◆ **Work instructions**
From the first record to the last, write each one out again exactly.

◆ **Extracted records**
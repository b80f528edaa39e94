// SPDX: CC0-1.0

use crate::{lex::SubStr, stdlib, Number};
use core::fmt;
use std::collections::HashMap;

#[derive(Clone, Copy, Debug, PartialEq, Eq, Hash)]
pub enum OperatorTyp {
    Neg,
    Add,
    Sub,
    Mul,
    Div,
    Exp,
}

#[derive(Clone, Copy, Debug, PartialEq, Eq, Hash)]
pub enum Associativity {
    Left,
    Right,
}

impl OperatorTyp {
    pub const fn precedence(&self) -> i8 {
        match self {
            Self::Add => 2,
            Self::Sub => 2,
            Self::Mul => 3,
            Self::Div => 3,
            Self::Neg => 4,
            Self::Exp => 5,
        }
    }

    pub const fn associativity(&self) -> Associativity {
        use Associativity::{Left, Right};
        match self {
            Self::Neg => Right,
            Self::Add => Left,
            Self::Sub => Left,
            Self::Mul => Left,
            Self::Div => Left,
            Self::Exp => Right,
        }
    }

    /// Prefix operators have no left operand, so they never pop anything
    /// off the operator stack when they are pushed.
    pub const fn is_prefix(&self) -> bool {
        matches!(self, Self::Neg)
    }

    pub const fn fun(&self) -> (&'static str, Fun) {
        match self {
            Self::Neg => ("neg", Fun::new(1, stdlib::neg)),
            Self::Add => ("add", Fun::new(2, stdlib::add)),
            Self::Sub => ("sub", Fun::new(2, stdlib::sub)),
            Self::Mul => ("mul", Fun::new(2, stdlib::mul)),
            Self::Div => ("div", Fun::new(2, stdlib::div)),
            Self::Exp => ("pow", Fun::new(2, stdlib::pow)),
        }
    }
}

#[derive(Clone, Copy, Debug)]
pub enum OperationTyp {
    Operator(OperatorTyp),
    Val(Number),
    Ident,
}

#[derive(Clone, Debug)]
pub struct Operation {
    pub typ: OperationTyp,
    pub loc: SubStr,
}

impl fmt::Display for Operation {
    fn fmt(&self, f: &mut fmt::Formatter<'_>) -> fmt::Result {
        match self.typ {
            OperationTyp::Val(val) => write!(f, "push {val}"),
            OperationTyp::Operator(typ) => write!(f, "call '{}'", typ.fun().0),
            OperationTyp::Ident => write!(f, "call '{}'", self.loc.get()),
        }
    }
}

fn plural(n: &usize) -> &'static str {
    if *n == 1 {
        ""
    } else {
        "s"
    }
}

#[derive(Debug, thiserror::Error)]
pub enum EvalErrTyp {
    #[error("cannot evaluate empty program")]
    Empty,

    #[error("function '{name}' requires {arity} argument{}, but found {found}", plural(.arity))]
    MissingArgs {
        name: IdentKey,
        arity: usize,
        found: usize,
    },

    #[error("expected {expected} value{} on the stack but found {found}", plural(.expected))]
    StackMismatch { expected: usize, found: usize },

    #[error("undefined identifier '{text}'")]
    UndefinedIdent { text: SubStr },

    #[error("variable '{text}' is declared but its value is not defined")]
    NullVar { text: SubStr },
}

#[derive(Debug, thiserror::Error)]
#[error("{typ}")]
pub struct EvalErr {
    pub typ: EvalErrTyp,
    pub op: Option<Operation>, // if none, associated with end-of-program checking
}

#[derive(Clone, Copy, Debug)]
pub struct Fun {
    pub arity: usize,
    pub fun: fn(Vec<Number>) -> Number,
}

impl Fun {
    pub const fn new(arity: usize, fun: fn(Vec<Number>) -> Number) -> Self {
        Self { arity, fun }
    }
}

#[derive(Clone, Debug)]
pub enum Ident {
    Var(Option<Number>),
    Const(Number),
    Fun(Fun),
}

impl Ident {
    pub const fn kind(&self) -> &'static str {
        match self {
            Self::Var(_) => "variable",
            Self::Const(_) => "constant",
            Self::Fun(_) => "function",
        }
    }
}

#[derive(Clone, Debug, Eq)]
pub enum IdentKey {
    Arc(SubStr),
    Static(&'static str),
}

impl PartialEq for IdentKey {
    fn eq(&self, other: &Self) -> bool {
        self.get() == other.get()
    }
}

impl core::hash::Hash for IdentKey {
    fn hash<H: core::hash::Hasher>(&self, state: &mut H) {
        self.get().hash(state)
    }
}

impl IdentKey {
    pub fn get(&self) -> &str {
        match self {
            Self::Arc(s) => s.get(),
            Self::Static(s) => s,
        }
    }
}

impl fmt::Display for IdentKey {
    fn fmt(&self, f: &mut fmt::Formatter<'_>) -> fmt::Result {
        f.write_str(self.get())
    }
}

impl From<SubStr> for IdentKey {
    fn from(s: SubStr) -> Self {
        Self::Arc(s)
    }
}

impl From<&'static str> for IdentKey {
    fn from(s: &'static str) -> Self {
        Self::Static(s)
    }
}

pub type Idents = HashMap<IdentKey, Ident>;

/// Postfix sequence of operations, as produced by [`crate::parse::parse`].
#[derive(Debug)]
pub struct Program {
    pub(crate) ops: Vec<Operation>,
}

impl Program {
    #[inline]
    pub const fn new(ops: Vec<Operation>) -> Self {
        Self { ops }
    }

    #[inline]
    pub fn ops(&self) -> core::slice::Iter<'_, Operation> {
        self.ops.iter()
    }

    #[inline]
    pub fn is_empty(&self) -> bool {
        self.ops.is_empty()
    }
}

/// Runs `prog` against `idents`. `stack` is scratch space, cleared on entry,
/// so repeated evaluations can share one allocation.
pub fn eval(prog: &Program, idents: &Idents, stack: &mut Vec<Number>) -> Result<Number, EvalErr> {
    fn eval_fun(
        stack: &mut Vec<Number>,
        op: &Operation,
        name: impl Into<IdentKey>,
        fun: &Fun,
    ) -> Result<Number, EvalErr> {
        let len = stack.len();
        if len < fun.arity {
            return Err(EvalErr {
                typ: EvalErrTyp::MissingArgs {
                    name: name.into(),
                    arity: fun.arity,
                    found: len,
                },
                op: Some(op.clone()),
            });
        }
        // stack: ...a, b, c, d
        //              ^^^^ args if arity is 2
        let args = stack.split_off(len - fun.arity);
        Ok((fun.fun)(args))
    }

    if prog.is_empty() {
        return Err(EvalErr {
            typ: EvalErrTyp::Empty,
            op: None,
        });
    }

    stack.clear();

    for op in prog.ops() {
        let val = match op.typ {
            OperationTyp::Operator(typ) => {
                let (name, fun) = typ.fun();
                eval_fun(stack, op, name, &fun)?
            }

            OperationTyp::Val(num) => num,

            OperationTyp::Ident => {
                let sym = op.loc.clone();
                match idents.get(&sym.clone().into()) {
                    Some(Ident::Var(None)) => {
                        return Err(EvalErr {
                            typ: EvalErrTyp::NullVar { text: sym },
                            op: Some(op.clone()),
                        });
                    }
                    Some(Ident::Var(Some(val)) | Ident::Const(val)) => *val,
                    Some(Ident::Fun(fun)) => eval_fun(stack, op, sym, fun)?,
                    None => {
                        return Err(EvalErr {
                            typ: EvalErrTyp::UndefinedIdent { text: sym },
                            op: Some(op.clone()),
                        });
                    }
                }
            }
        };
        stack.push(val);
    }

    let found = stack.len();
    match stack.pop() {
        Some(val) if found == 1 => Ok(val),
        _ => Err(EvalErr {
            typ: EvalErrTyp::StackMismatch { expected: 1, found },
            op: None,
        }),
    }
}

◆ **Exercise result**
repository b80f528edaa39e94
// SPDX: CC0-1.0

use crate::{lex::SubStr, stdlib, Number};
use core::fmt;
use std::collections::HashMap;

#[derive(Clone, Copy, Debug, PartialEq, Eq, Hash)]
pub enum OperatorTyp {
    Neg,
    Add,
    Sub,
    Mul,
    Div,
    Exp,
}

#[derive(Clone, Copy, Debug, PartialEq, Eq, Hash)]
pub enum Associativity {
    Left,
    Right,
}

impl OperatorTyp {
    pub const fn precedence(&self) -> i8 {
        match self {
            Self::Add => 2,
            Self::Sub => 2,
            Self::Mul => 3,
            Self::Div => 3,
            Self::Neg => 4,
            Self::Exp => 5,
        }
    }

    pub const fn associativity(&self) -> Associativity {
        use Associativity::{Left, Right};
        match self {
            Self::Neg => Right,
            Self::Add => Left,
            Self::Sub => Left,
            Self::Mul => Left,
            Self::Div => Left,
            Self::Exp => Right,
        }
    }

    /// Prefix operators have no left operand, so they never pop anything
    /// off the operator stack when they are pushed.
    pub const fn is_prefix(&self) -> bool {
        matches!(self, Self::Neg)
    }

    pub const fn fun(&self) -> (&'static str, Fun) {
        match self {
            Self::Neg => ("neg", Fun::new(1, stdlib::neg)),
            Self::Add => ("add", Fun::new(2, stdlib::add)),
            Self::Sub => ("sub", Fun::new(2, stdlib::sub)),
            Self::Mul => ("mul", Fun::new(2, stdlib::mul)),
            Self::Div => ("div", Fun::new(2, stdlib::div)),
            Self::Exp => ("pow", Fun::new(2, stdlib::pow)),
        }
    }
}

#[derive(Clone, Copy, Debug)]
pub enum OperationTyp {
    Operator(OperatorTyp),
    Val(Number),
    Ident,
}

#[derive(Clone, Debug)]
pub struct Operation {
    pub typ: OperationTyp,
    pub loc: SubStr,
}

impl fmt::Display for Operation {
    fn fmt(&self, f: &mut fmt::Formatter<'_>) -> fmt::Result {
        match self.typ {
            OperationTyp::Val(val) => write!(f, "push {val}"),
            OperationTyp::Operator(typ) => write!(f, "call '{}'", typ.fun().0),
            OperationTyp::Ident => write!(f, "call '{}'", self.loc.get()),
        }
    }
}

fn plural(n: &usize) -> &'static str {
    if *n == 1 {
        ""
    } else {
        "s"
    }
}

#[derive(Debug, thiserror::Error)]
pub enum EvalErrTyp {
    #[error("cannot evaluate empty program")]
    Empty,

    #[error("function '{name}' requires {arity} argument{}, but found {found}", plural(.arity))]
    MissingArgs {
        name: IdentKey,
        arity: usize,
        found: usize,
    },

    #[error("expected {expected} value{} on the stack but found {found}", plural(.expected))]
    StackMismatch { expected: usize, found: usize },

    #[error("undefined identifier '{text}'")]
    UndefinedIdent { text: SubStr },

    #[error("variable '{text}' is declared but its value is not defined")]
    NullVar { text: SubStr },
}

#[derive(Debug, thiserror::Error)]
#[error("{typ}")]
pub struct EvalErr {
    pub typ: EvalErrTyp,
    pub op: Option<Operation>, // if none, associated with end-of-program checking
}

#[derive(Clone, Copy, Debug)]
pub struct Fun {
    pub arity: usize,
    pub fun: fn(Vec<Number>) -> Number,
}

impl Fun {
    pub const fn new(arity: usize, fun: fn(Vec<Number>) -> Number) -> Self {
        Self { arity, fun }
    }
}

#[derive(Clone, Debug)]
pub enum Ident {
    Var(Option<Number>),
    Const(Number),
    Fun(Fun),
}

impl Ident {
    pub const fn kind(&self) -> &'static str {
        match self {
            Self::Var(_) => "variable",
            Self::Const(_) => "constant",
            Self::Fun(_) => "function",
        }
    }
}

#[derive(Clone, Debug, Eq)]
pub enum IdentKey {
    Arc(SubStr),
    Static(&'static str),
}

impl PartialEq for IdentKey {
    fn eq(&self, other: &Self) -> bool {
        self.get() == other.get()
    }
}

impl core::hash::Hash for IdentKey {
    fn hash<H: core::hash::Hasher>(&self, state: &mut H) {
        self.get().hash(state)
    }
}

impl IdentKey {
    pub fn get(&self) -> &str {
        match self {
            Self::Arc(s) => s.get(),
            Self::Static(s) => s,
        }
    }
}

impl fmt::Display for IdentKey {
    fn fmt(&self, f: &mut fmt::Formatter<'_>) -> fmt::Result {
        f.write_str(self.get())
    }
}

impl From<SubStr> for IdentKey {
    fn from(s: SubStr) -> Self {
        Self::Arc(s)
    }
}

impl From<&'static str> for IdentKey {
    fn from(s: &'static str) -> Self {
        Self::Static(s)
    }
}

pub type Idents = HashMap<IdentKey, Ident>;

/// Postfix sequence of operations, as produced by [`crate::parse::parse`].
#[derive(Debug)]
pub struct Program {
    pub(crate) ops: Vec<Operation>,
}

impl Program {
    #[inline]
    pub const fn new(ops: Vec<Operation>) -> Self {
        Self { ops }
    }

    #[inline]
    pub fn ops(&self) -> core::slice::Iter<'_, Operation> {
        self.ops.iter()
    }

    #[inline]
    pub fn is_empty(&self) -> bool {
        self.ops.is_empty()
    }
}

/// Runs `prog` against `idents`. `stack` is scratch space, cleared on entry,
/// so repeated evaluations can share one allocation.
pub fn eval(prog: &Program, idents: &Idents, stack: &mut Vec<Number>) -> Result<Number, EvalErr> {
    fn eval_fun(
        stack: &mut Vec<Number>,
        op: &Operation,
        name: impl Into<IdentKey>,
        fun: &Fun,
    ) -> Result<Number, EvalErr> {
        let len = stack.len();
        if len < fun.arity {
            return Err(EvalErr {
                typ: EvalErrTyp::MissingArgs {
                    name: name.into(),
                    arity: fun.arity,
                    found: len,
                },
                op: Some(op.clone()),
            });
        }
        // stack: ...a, b, c, d
        //              ^^^^ args if arity is 2
        let args = stack.split_off(len - fun.arity);
        Ok((fun.fun)(args))
    }

    if prog.is_empty() {
        return Err(EvalErr {
            typ: EvalErrTyp::Empty,
            op: None,
        });
    }

    stack.clear();

    for op in prog.ops() {
        let val = match op.typ {
            OperationTyp::Operator(typ) => {
                let (name, fun) = typ.fun();
                eval_fun(stack, op, name, &fun)?
            }

            OperationTyp::Val(num) => num,

            OperationTyp::Ident => {
                let sym = op.loc.clone();
                match idents.get(&sym.clone().into()) {
                    Some(Ident::Var(None)) => {
                        return Err(EvalErr {
                            typ: EvalErrTyp::NullVar { text: sym },
                            op: Some(op.clone()),
                        });
                    }
                    Some(Ident::Var(Some(val)) | Ident::Const(val)) => *val,
                    Some(Ident::Fun(fun)) => eval_fun(stack, op, sym, fun)?,
                    None => {
                        return Err(EvalErr {
                            typ: EvalErrTyp::UndefinedIdent { text: sym },
                            op: Some(op.clone()),
                        });
                    }
                }
            }
        };
        stack.push(val);
    }

    let found = stack.len();
    match stack.pop() {
        Some(val) if found == 1 => Ok(val),
        _ => Err(EvalErr {
            typ: EvalErrTyp::StackMismatch { expected: 1, found },
            op: None,
        }),
    }
}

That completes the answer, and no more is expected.